2010-07-16

A Helpful Analogy, or, Why You Should Be Testing Your Protected Methods

It Hurts When I Do This


There seems to be a division in the software development community over how granular code tests should be. Specifically, there are those who believe that tests should only utilize the public interface of a class, and those who believe that every separate piece of functionality should be tested independently of others.

There is common ground: everyone wants to write better code. Tests are simply a tool used for building better code. So the division is not one of outcome, merely granularity.

At iContact we have a goal of 100% code coverage. On the back-end development team, we use both unit tests (testing each method in isolation) and functional tests (testing the entire stack top to bottom.) We have had the discussion over how isolated tests should be. The answer we have come up with is "as isolated as we can possibly make them." This includes testing the innards of a class, not just its interface.

The Doctor Will See You Now


Picture the following scenario. You go to the hospital complaining of sharp stomach pain. The doctor checks your eyes, ears, nose and throat. He taps your knee with the little rubber hammer thing. He asks you questions to determine your lucidity, has you stand on tiptoe and touch your nose with your finger tips. After passing all these tests, the doctor declares that he can't find anything wrong with you, and sends you on your way.

How well do you think a doctor could diagnose your problem if they were confined solely to your "public interface": your five senses and anything the doctor can tell just be looking at and speaking to you.

Instead, we expect that doctors will have tools and equipment to look deeper then your public interface allows: MRI, x-rays, blood analysis and more. In the safe environment of the doctor's office, it is perfectly acceptable for the doctor to bypass your body's natural defenses in order to help fix you.

In your everyday life, however, the story is different. You don't expect, or desire, that any person you meet on the street can take samples of your blood, blast you with x-rays or perform a colonoscopy. It is only proper that others deal with you solely through your public interface.

Your production environment is like everyday life for your code. Your code interacts with other software and systems that don't want or need to know how your code works internally. In this environment, the public interface is sufficient.

However, in a development environment, code should be considered "in the doctor's office." Any tools the developer has should be brought to bear in diagnosing problems, identifying their root cause and fixing them. That includes the ability to circumvent the code's public interface and examine its internals.

When a doctor makes a diagnosis, he needs to be as specific as possible. He doesn't just say that your digestive system isn't working; he identifies the exact organ, or even a smaller piece of that organ, that is faulty. He knows what it is supposed to be doing, and what it actually is doing. Testing your whole digestive “stack” from input to, ahem, output only tells him that something is wrong, not where the problem lies. In order to fix the problem, it must be isolated. Preferably, it should be isolated to the smallest possible area, in order to prevent fixes from doing widespread damage to other levels of the stack.

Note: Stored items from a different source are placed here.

//! Per-window terminal session.
//!
//! A [`Session`] owns the line log, the command history and the text being
//! edited. It runs submitted lines through the shared interpreter and records
//! the result; everything about *when* a session ends (the exit grace delay)
//! is left to the desktop that owns it.

use std::collections::VecDeque;

use crate::commands::{CommandContext, CommandResult, Interpreter};
use crate::config::{MAX_COMMAND_HISTORY, MAX_TERMINAL_LINES, PREVIEW_LINES};
use crate::models::{Portfolio, TerminalLine};
use crate::timers::Millis;

/// Direction of a history step.
#[derive(Clone, Copy, Debug, PartialEq, Eq)]
pub enum HistoryDirection {
    /// Towards older entries.
    Up,
    /// Towards newer entries and finally back to an empty input.
    Down,
}

/// What a submission did, for the owner to react to.
#[derive(Clone, Copy, Debug, Default, PartialEq, Eq)]
pub struct SubmitOutcome {
    pub error: bool,
    pub cleared: bool,
    /// The session asked to terminate.
    pub exit_requested: bool,
}

/// Line log, history and input of one terminal.
#[derive(Clone, Debug)]
pub struct Session {
    lines: VecDeque<TerminalLine>,
    current_input: String,
    history: VecDeque<String>,
    /// `None` while not browsing history.
    history_index: Option<usize>,
    booting: bool,
    prompt: String,
}

impl Session {
    /// A fresh session, still booting.
    pub fn new(prompt: impl Into<String>) -> Self {
        Self {
            lines: VecDeque::new(),
            current_input: String::new(),
            history: VecDeque::new(),
            history_index: None,
            booting: true,
            prompt: prompt.into(),
        }
    }

    pub fn lines(&self) -> impl ExactSizeIterator<Item = &TerminalLine> {
        self.lines.iter()
    }

    pub fn current_input(&self) -> &str {
        &self.current_input
    }

    pub fn history(&self) -> impl ExactSizeIterator<Item = &str> {
        self.history.iter().map(String::as_str)
    }

    pub fn history_index(&self) -> Option<usize> {
        self.history_index
    }

    pub fn is_booting(&self) -> bool {
        self.booting
    }

    pub fn prompt(&self) -> &str {
        &self.prompt
    }

    /// Replace the edited text (renderer input events).
    pub fn set_input(&mut self, value: impl Into<String>) {
        self.current_input = value.into();
    }

    /// End the boot sequence and greet the user.
    ///
    /// The welcome banner is only written into an empty log, and only once.
    pub fn finish_boot(&mut self, portfolio: &Portfolio, now: Millis) {
        if !self.booting {
            return;
        }
        self.booting = false;
        if self.lines.is_empty() {
            let banner = [
                format!(
                    "Welcome to {}'s Portfolio v{}",
                    portfolio.name, portfolio.identity.version
                ),
                "Type --help to see available commands".to_string(),
                String::new(),
            ];
            for content in banner {
                self.push_line(TerminalLine::system(content, now));
            }
        }
    }

    /// Run `line` and record it.
    ///
    /// Ignored while booting. A `clear` result wipes the log instead of
    /// echoing; everything else echoes the line with the prompt followed by
    /// the output.
    pub fn submit(
        &mut self,
        line: &str,
        interpreter: &Interpreter,
        ctx: &mut CommandContext<'_>,
        now: Millis,
    ) -> SubmitOutcome {
        if self.booting {
            return SubmitOutcome::default();
        }

        let result = interpreter.execute(line, ctx);
        self.record(line, &result, now);

        SubmitOutcome {
            error: result.error,
            cleared: result.clear,
            exit_requested: result.exit,
        }
    }

    fn record(&mut self, line: &str, result: &CommandResult, now: Millis) {
        if result.clear {
            self.lines.clear();
        } else {
            self.push_line(TerminalLine::input(self.prompt.clone(), line, now));
            for (i, content) in result.output.iter().enumerate() {
                self.push_line(TerminalLine::output(content.clone(), now + i as Millis));
            }
        }

        if !line.trim().is_empty() {
            self.history.push_back(line.to_string());
            if self.history.len() > MAX_COMMAND_HISTORY {
                self.history.pop_front();
            }
        }
        self.history_index = None;
        self.current_input.clear();
    }

    fn push_line(&mut self, line: TerminalLine) {
        self.lines.push_back(line);
        while self.lines.len() > MAX_TERMINAL_LINES {
            self.lines.pop_front();
        }
    }

    /// Step through history, replacing the current input.
    ///
    /// Movement past either end is a no-op, as is navigating an empty
    /// history.
    pub fn navigate_history(&mut self, direction: HistoryDirection) {
        let Some(last) = self.history.len().checked_sub(1) else {
            return;
        };

        let next = match (self.history_index, direction) {
            (None, HistoryDirection::Up) => Some(last),
            (Some(i), HistoryDirection::Up) => Some(i.saturating_sub(1)),
            (Some(i), HistoryDirection::Down) if i < last => Some(i + 1),
            (Some(_), HistoryDirection::Down) => None,
            (None, HistoryDirection::Down) => return,
        };

        self.history_index = next;
        self.current_input = next.map(|i| self.history[i].clone()).unwrap_or_default();
    }

    /// Last few lines as plain text, for the taskbar.
    pub fn preview(&self) -> Vec<String> {
        let skip = self.lines.len().saturating_sub(PREVIEW_LINES);
        self.lines
            .iter()
            .skip(skip)
            .map(TerminalLine::preview_text)
            .collect()
    }
}

// ============================================================================
// Tests
// ============================================================================

#[cfg(test)]
mod tests {
    use std::sync::Arc;

    use rand::SeedableRng;
    use rand::rngs::StdRng;

    use super::*;
    use crate::models::{LineKind, fixtures};
    use crate::theme::{MemoryStorage, ThemeCatalog, ThemeStore};

    struct Fixture {
        session: Session,
        interpreter: Interpreter,
        themes: ThemeStore,
        rng: StdRng,
        portfolio: Portfolio,
    }

    impl Fixture {
        fn new() -> Self {
            let portfolio = fixtures::sample();
            let catalog = ThemeCatalog::bundled().unwrap();
            let mut session = Session::new(portfolio.prompt());
            session.finish_boot(&portfolio, 0);
            Self {
                session,
                interpreter: Interpreter::new(Arc::new(portfolio.clone()), &catalog),
                themes: ThemeStore::load(catalog, Box::new(MemoryStorage::new())),
                rng: StdRng::seed_from_u64(3),
                portfolio,
            }
        }

        fn submit(&mut self, line: &str) -> SubmitOutcome {
            let mut ctx = CommandContext {
                themes: &mut self.themes,
                rng: &mut self.rng,
            };
            self.session.submit(line, &self.interpreter, &mut ctx, 1_000)
        }

        fn kinds(&self) -> Vec<LineKind> {
            self.session.lines().map(|l| l.kind).collect()
        }
    }

    #[test]
    fn test_boot_writes_welcome_once() {
        let mut f = Fixture::new();
        assert!(!f.session.is_booting());
        assert_eq!(f.kinds(), vec![LineKind::System; 3]);
        assert_eq!(
            f.session.lines().next().unwrap().content,
            "Welcome to Ada's Portfolio v1.0.0"
        );

        f.session.finish_boot(&f.portfolio, 5);
        assert_eq!(f.session.lines().len(), 3);
    }

    #[test]
    fn test_submit_ignored_while_booting() {
        let mut f = Fixture::new();
        f.session = Session::new("p$");
        f.submit("help");
        assert_eq!(f.session.lines().len(), 0);
        assert_eq!(f.session.history().len(), 0);
    }

    #[test]
    fn test_submit_echoes_then_outputs() {
        let mut f = Fixture::new();
        f.session.set_input("projects");
        let outcome = f.submit("projects");
        assert!(!outcome.error);

        let lines: Vec<_> = f.session.lines().skip(3).collect();
        assert_eq!(lines[0].kind, LineKind::Input);
        assert_eq!(lines[0].content, "projects");
        assert_eq!(lines[0].prompt.as_deref(), Some("ada@folio:~$"));
        assert!(lines[1..].iter().all(|l| l.kind == LineKind::Output));
        assert_eq!(lines[1].content, "Projects Portfolio:");

        assert_eq!(f.session.history().collect::<Vec<_>>(), ["projects"]);
        assert_eq!(f.session.current_input(), "");
    }

    #[test]
    fn test_empty_submit_echoes_without_history() {
        let mut f = Fixture::new();
        f.submit("");
        f.submit("   ");
        assert_eq!(f.session.history().len(), 0);
        assert_eq!(f.session.lines().len(), 5);
        assert!(f.session.lines().skip(3).all(|l| l.kind == LineKind::Input));
    }

    #[test]
    fn test_unknown_command_flags_error() {
        let mut f = Fixture::new();
        let outcome = f.submit("nope");
        assert!(outcome.error);
        assert_eq!(f.session.history().collect::<Vec<_>>(), ["nope"]);
    }

    #[test]
    fn test_clear_wipes_log_but_records_history() {
        let mut f = Fixture::new();
        f.submit("about");
        let outcome = f.submit("clear");
        assert!(outcome.cleared);
        assert_eq!(f.session.lines().len(), 0);
        assert_eq!(f.session.history().collect::<Vec<_>>(), ["about", "clear"]);
    }

    #[test]
    fn test_exit_appends_and_requests_exit() {
        let mut f = Fixture::new();
        let outcome = f.submit("exit");
        assert!(outcome.exit_requested);
        assert_eq!(
            f.session.lines().last().unwrap().content,
            "Connection to ada-folio closed."
        );
    }

    #[test]
    fn test_history_navigation_boundaries() {
        let mut f = Fixture::new();
        f.submit("help");
        f.submit("about");
        f.submit("ls");

        f.session.navigate_history(HistoryDirection::Down);
        assert_eq!(f.session.history_index(), None);
        assert_eq!(f.session.current_input(), "");

        f.session.navigate_history(HistoryDirection::Up);
        assert_eq!(f.session.current_input(), "ls");
        f.session.navigate_history(HistoryDirection::Up);
        f.session.navigate_history(HistoryDirection::Up);
        assert_eq!(f.session.current_input(), "help");
        f.session.navigate_history(HistoryDirection::Up);
        f.session.navigate_history(HistoryDirection::Up);
        assert_eq!(f.session.current_input(), "help");
        assert_eq!(f.session.history_index(), Some(0));

        f.session.navigate_history(HistoryDirection::Down);
        assert_eq!(f.session.current_input(), "about");
        f.session.navigate_history(HistoryDirection::Down);
        f.session.navigate_history(HistoryDirection::Down);
        assert_eq!(f.session.history_index(), None);
        assert_eq!(f.session.current_input(), "");
        f.session.navigate_history(HistoryDirection::Down);
        assert_eq!(f.session.current_input(), "");
    }

    #[test]
    fn test_navigation_with_empty_history() {
        let mut f = Fixture::new();
        f.session.set_input("draft");
        f.session.navigate_history(HistoryDirection::Up);
        assert_eq!(f.session.current_input(), "draft");
        assert_eq!(f.session.history_index(), None);
    }

    #[test]
    fn test_submit_resets_history_index() {
        let mut f = Fixture::new();
        f.submit("help");
        f.session.navigate_history(HistoryDirection::Up);
        assert_eq!(f.session.history_index(), Some(0));
        f.submit("help");
        assert_eq!(f.session.history_index(), None);
        assert_eq!(f.session.history().len(), 2);
    }

    #[test]
    fn test_history_is_bounded() {
        let mut f = Fixture::new();
        for i in 0..MAX_COMMAND_HISTORY + 5 {
            f.submit(&format!("cmd{}", i));
        }
        assert_eq!(f.session.history().len(), MAX_COMMAND_HISTORY);
        assert_eq!(f.session.history().next(), Some("cmd5"));
        let newest = format!("cmd{}", MAX_COMMAND_HISTORY + 4);
        assert_eq!(f.session.history().last(), Some(newest.as_str()));
    }

    #[test]
    fn test_log_is_bounded() {
        let mut f = Fixture::new();
        for _ in 0..MAX_TERMINAL_LINES {
            f.submit("fortune");
        }
        assert_eq!(f.session.lines().len(), MAX_TERMINAL_LINES);
        assert_eq!(f.session.lines().last().unwrap().kind, LineKind::Output);
    }

    #[test]
    fn test_preview_projection() {
        let mut f = Fixture::new();
        assert_eq!(
            f.session.preview(),
            vec![
                "Welcome to Ada's Portfolio v1.0.0",
                "Type --help to see available commands",
                ""
            ]
        );

        f.submit("projects 1");
        f.submit("foo");
        let preview = f.session.preview();
        assert_eq!(preview.len(), PREVIEW_LINES);
        assert_eq!(
            preview[PREVIEW_LINES - 5..],
            [
                "ada@folio:~$ projects 1",
                "Usage: projects",
                "ada@folio:~$ foo",
                "command not found: foo",
                "Type 'help' to see available commands."
            ]
        );
    }
}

This Will Only Hurt for a Moment


When we first started testing our class' internal methods, our modus operandi was to create wrapper classes; classes that inherited protected methods and overwrote them as public. The wrapper methods simply called parent's protected methods. Tests could be written against the child's public method and return the same results as the parent's protected method.

The maintenance of these child classes was a nightmare. During development of new code and refactoring of old code we had to remember to not only update our tests to reflect changes, but also to update our wrapper classes to account for new parameters, new default values and new (or removed) methods. The extra work was actually a disincentive to meeting our granular testing goal.

And so dynamic shunts were born. We threw out wrapper class files and replaced them in our tests with calls to our dynamic shunt library.

The shunt library works by using reflection to gather metadata about how individual class method signatures are built. It then constructs a wrapper class definition containing the exact same method signatures, including default values and pass-by-reference parameters. The only difference is that the wrapper class methods are all defined as “public”. The class definition is read into memory and becomes available for tests to instantiate and call methods on.

Take Two and Call Me in the Morning


The upshot to all this is that the wrapper classes are no longer defined statically in a file. They are created on-the-fly at runtime and disappear when the process ends. If the class being shunted changes, the shunt automatically picks up those changes on the next run. We can change the class method signatures, add and remove methods at will, update the tests, and run! No more maintenance of wrapper classes. Now there is no more excuse for not testing class internals as well as interface.

The evolution of our shunt library is ongoing. We are currently exploring ways to test the private and final methods hidden deep within our legacy code (before refactoring them into plain protected methods, of course.) We hope to make testing of non-public methods a community best practice. Dynamic shunts are a huge step towards removing obstacles, and therefore excuses, to doing truly granular unit testing.

The PHP shunt library and usage information is available on Google Code.